===== SUPPLIED DATA

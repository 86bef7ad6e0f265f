use mgmt_hash::PasswordHashes;

/// How the generated hashes are written to stdout.
#[derive(Debug, Clone, Copy, PartialEq, Eq, Default)]
pub enum OutputFormat {
    /// Human-readable report
    #[default]
    Text,
    /// `{"web_hash": ..., "admin_hash": ...}`, pretty-printed
    Json,
    /// Terraform variable assignments
    Tfvars,
}

impl OutputFormat {
    pub fn from_flags(json: bool, tfvars: bool) -> Self {
        if json {
            OutputFormat::Json
        } else if tfvars {
            OutputFormat::Tfvars
        } else {
            OutputFormat::Text
        }
    }
}

/// Renders the hashes in the requested format, without a trailing newline.
pub fn render(hashes: &PasswordHashes, format: OutputFormat) -> Result<String, serde_json::Error> {
    match format {
        OutputFormat::Text => Ok(render_text(hashes)),
        OutputFormat::Json => serde_json::to_string_pretty(hashes),
        OutputFormat::Tfvars => Ok(render_tfvars(hashes)),
    }
}

fn render_text(hashes: &PasswordHashes) -> String {
    format!(
        "\n=== Generated Password Hashes ===\n\
         \nWeb Interface Password Hash (Django-style):\n\
         {}\n\
         \nOS Admin Password Hash (Linux-style):\n\
         {}\n\
         \nStore these passwords securely!",
        hashes.web_hash, hashes.admin_hash
    )
}

fn render_tfvars(hashes: &PasswordHashes) -> String {
    format!(
        "mgmt_node_admin_password_hash = \"{}\"\n\
         mgmt_node_web_password_hash   = \"{}\"",
        hashes.admin_hash, hashes.web_hash
    )
}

==========

## WHAT NEEDS TO BE DONE:
For the records above, state the count of lines where "style" appears, without any other text.

## EXERCISE OUTPUT:
2